### Work request
When a line of the entries contains "RentalAnalysisError", please list that line.

### Items from a dataset
>>>

use thiserror::Error;

#[derive(Debug, Error)]
pub enum RentalAnalysisError {
    #[error("Invalid input: {field} — {reason}")]
    InvalidInput { field: String, reason: String },
}

#[cfg(test)]
mod tests {
    use super::*;

    #[test]
    fn test_invalid_input_names_field() {
        let err = RentalAnalysisError::InvalidInput {
            field: "loan_term_years".into(),
            reason: "Loan term cannot exceed 50 years".into(),
        };
        assert_eq!(
            err.to_string(),
            "Invalid input: loan_term_years — Loan term cannot exceed 50 years"
        );
        match err {
            RentalAnalysisError::InvalidInput { field, .. } => assert_eq!(field, "loan_term_years"),
        }
    }
}
// ---------------------------------------------------------------------------
// Tests
// ---------------------------------------------------------------------------

#[cfg(test)]
mod tests {
    use super::*;
    use pretty_assertions::assert_eq;

    #[test]
    fn test_monthly_payment_30yr_7pct() {
        // 240k at 7% over 30 years: standard reference value
        assert_eq!(monthly_payment(dec!(240000), dec!(7.0), 30), dec!(1596.73));
    }

    #[test]
    fn test_monthly_payment_15yr_6pct() {
        assert_eq!(monthly_payment(dec!(200000), dec!(6), 15), dec!(1687.71));
    }

    #[test]
    fn test_zero_rate_is_straight_line_unrounded() {
        let payment = monthly_payment(dec!(100000), Decimal::ZERO, 30);
        assert_eq!(payment, dec!(100000) / dec!(360));
        assert!(payment.scale() > 2);
    }

    #[test]
    fn test_non_positive_loan_pays_nothing() {
        assert_eq!(monthly_payment(Decimal::ZERO, dec!(7), 30), Decimal::ZERO);
        assert_eq!(monthly_payment(dec!(-5000), dec!(7), 30), Decimal::ZERO);
    }

    #[test]
    fn test_zero_term_pays_nothing() {
        assert_eq!(monthly_payment(dec!(100000), dec!(5), 0), Decimal::ZERO);
        assert_eq!(monthly_payment(dec!(100000), Decimal::ZERO, 0), Decimal::ZERO);
    }

    #[test]
    fn test_extreme_rate_does_not_overflow() {
        // (1+r)^n overflows Decimal; payment tends to interest-only
        let payment = monthly_payment(dec!(100000), dec!(1200), 40);
        assert_eq!(payment, dec!(100000));
    }

    #[test]
    fn test_loan_details_totals() {
        let details = loan_details(dec!(240000), dec!(7), 30);
        assert_eq!(details.monthly_payment, dec!(1596.73));
        assert_eq!(details.total_payments, dec!(574822.80));
        assert_eq!(details.total_interest, dec!(334822.80));
        assert_eq!(details.term_years, 30);
    }

    #[test]
    fn test_loan_details_zero_rate_has_no_interest() {
        let details = loan_details(dec!(120000), Decimal::ZERO, 10);
        assert_eq!(details.monthly_payment, dec!(1000));
        assert_eq!(details.total_payments, dec!(120000));
        assert_eq!(details.total_interest, Decimal::ZERO);
    }

    #[test]
    fn test_break_even_rent_rounds() {
        assert_eq!(break_even_rent(dec!(1596.73), dec!(750)), dec!(2346.73));
        assert_eq!(break_even_rent(dec!(1000.004), dec!(0.001)), dec!(1000.01));
    }

    #[test]
    fn test_loan_amount_floor_at_zero() {
        assert_eq!(
            loan_amount_from_price_and_down_payment(dec!(300000), dec!(60000)),
            dec!(240000)
        );
        assert_eq!(
            loan_amount_from_price_and_down_payment(dec!(300000), dec!(350000)),
            Decimal::ZERO
        );
    }

    #[test]
    fn test_down_payment_from_percent() {
        assert_eq!(down_payment_from_percent(dec!(300000), dec!(20)), dec!(60000));
        assert_eq!(down_payment_from_percent(dec!(123456), dec!(3.5)), dec!(4320.96));
    }

    #[test]
    fn test_schedule_retires_balance() {
        let schedule = amortization_schedule(dec!(240000), dec!(7), 30);
        assert_eq!(schedule.len(), 360);
        assert_eq!(schedule.last().unwrap().balance, Decimal::ZERO);

        let principal: Money = schedule.iter().map(|p| p.principal).sum();
        assert_eq!(principal, dec!(240000));

        // First month: interest = 240000 * 0.07 / 12 = 1400.00
        assert_eq!(schedule[0].interest, dec!(1400.00));
        assert_eq!(schedule[0].principal, dec!(196.73));
    }

    #[test]
    fn test_schedule_zero_rate() {
        let schedule = amortization_schedule(dec!(1000), Decimal::ZERO, 1);
        assert_eq!(schedule.len(), 12);
        assert!(schedule.iter().all(|p| p.interest.is_zero()));
        // 1000 / 12 = 83.33; final payment picks up the odd cents
        assert_eq!(schedule[0].payment, dec!(83.33));
        assert_eq!(schedule[11].payment, dec!(83.37));
        assert_eq!(schedule[11].balance, Decimal::ZERO);
    }

    #[test]
    fn test_schedule_empty_for_no_loan() {
        assert!(amortization_schedule(Decimal::ZERO, dec!(7), 30).is_empty());
        assert!(amortization_schedule(dec!(1000), dec!(7), 0).is_empty());
    }

    #[test]
    fn test_annual_summary_years() {
        let schedule = amortization_schedule(dec!(240000), dec!(7), 30);
        let annual = annual_summary(&schedule);
        assert_eq!(annual.len(), 30);
        assert_eq!(annual[0].year, 1);
        assert_eq!(annual[0].ending_balance, schedule[11].balance);
        assert_eq!(annual[29].ending_balance, Decimal::ZERO);
    }

    #[test]
    fn test_remaining_balance() {
        assert_eq!(remaining_balance(dec!(240000), dec!(7), 30, 0), dec!(240000));
        assert_eq!(remaining_balance(dec!(240000), dec!(7), 30, 360), Decimal::ZERO);
        let after_one = remaining_balance(dec!(240000), dec!(7), 30, 1);
        assert_eq!(after_one, dec!(239803.27));
    }

    #[test]
    fn test_build_schedule_validation() {
        let input = AmortizationInput {
            loan_amount: dec!(240000),
            interest_rate: dec!(7),
            term_years: 0,
        };
        assert!(build_amortization_schedule(&input).is_err());
    }

    #[test]
    fn test_build_schedule_rejects_excessive_term() {
        let input = AmortizationInput {
            loan_amount: dec!(1000),
            interest_rate: dec!(5),
            term_years: 200_000_000,
        };
        match build_amortization_schedule(&input) {
            Err(RentalAnalysisError::InvalidInput { field, .. }) => assert_eq!(field, "term_years"),
            other => panic!("Expected InvalidInput, got {other:?}"),
        }

        let longest = AmortizationInput {
            term_years: MAX_TERM_YEARS,
            ..input
        };
        let out = build_amortization_schedule(&longest).unwrap();
        assert_eq!(out.result.periods.len(), 600);
    }

    #[test]
    fn test_remaining_balance_stops_at_requested_payment() {
        // Only the first payment is walked, however long the term; a term
        // this long pays interest only, so the balance is untouched
        assert_eq!(remaining_balance(dec!(1000), dec!(12), u32::MAX, 1), dec!(1000));
    }

    #[test]
    fn test_build_schedule_envelope() {
        let input = AmortizationInput {
            loan_amount: dec!(240000),
            interest_rate: dec!(7),
            term_years: 30,
        };
        let out = build_amortization_schedule(&input).unwrap();
        assert_eq!(out.methodology, "Fixed-Rate Mortgage Amortization");
        assert_eq!(out.result.periods.len(), 360);
        assert_eq!(out.result.annual.len(), 30);
        assert_eq!(out.result.loan_details.monthly_payment, dec!(1596.73));
    }
}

<<<

### Result
pub enum RentalAnalysisError {
        let err = RentalAnalysisError::InvalidInput {
            RentalAnalysisError::InvalidInput { field, .. } => assert_eq!(field, "loan_term_years"),
            Err(RentalAnalysisError::InvalidInput { field, .. }) => assert_eq!(field, "term_years"),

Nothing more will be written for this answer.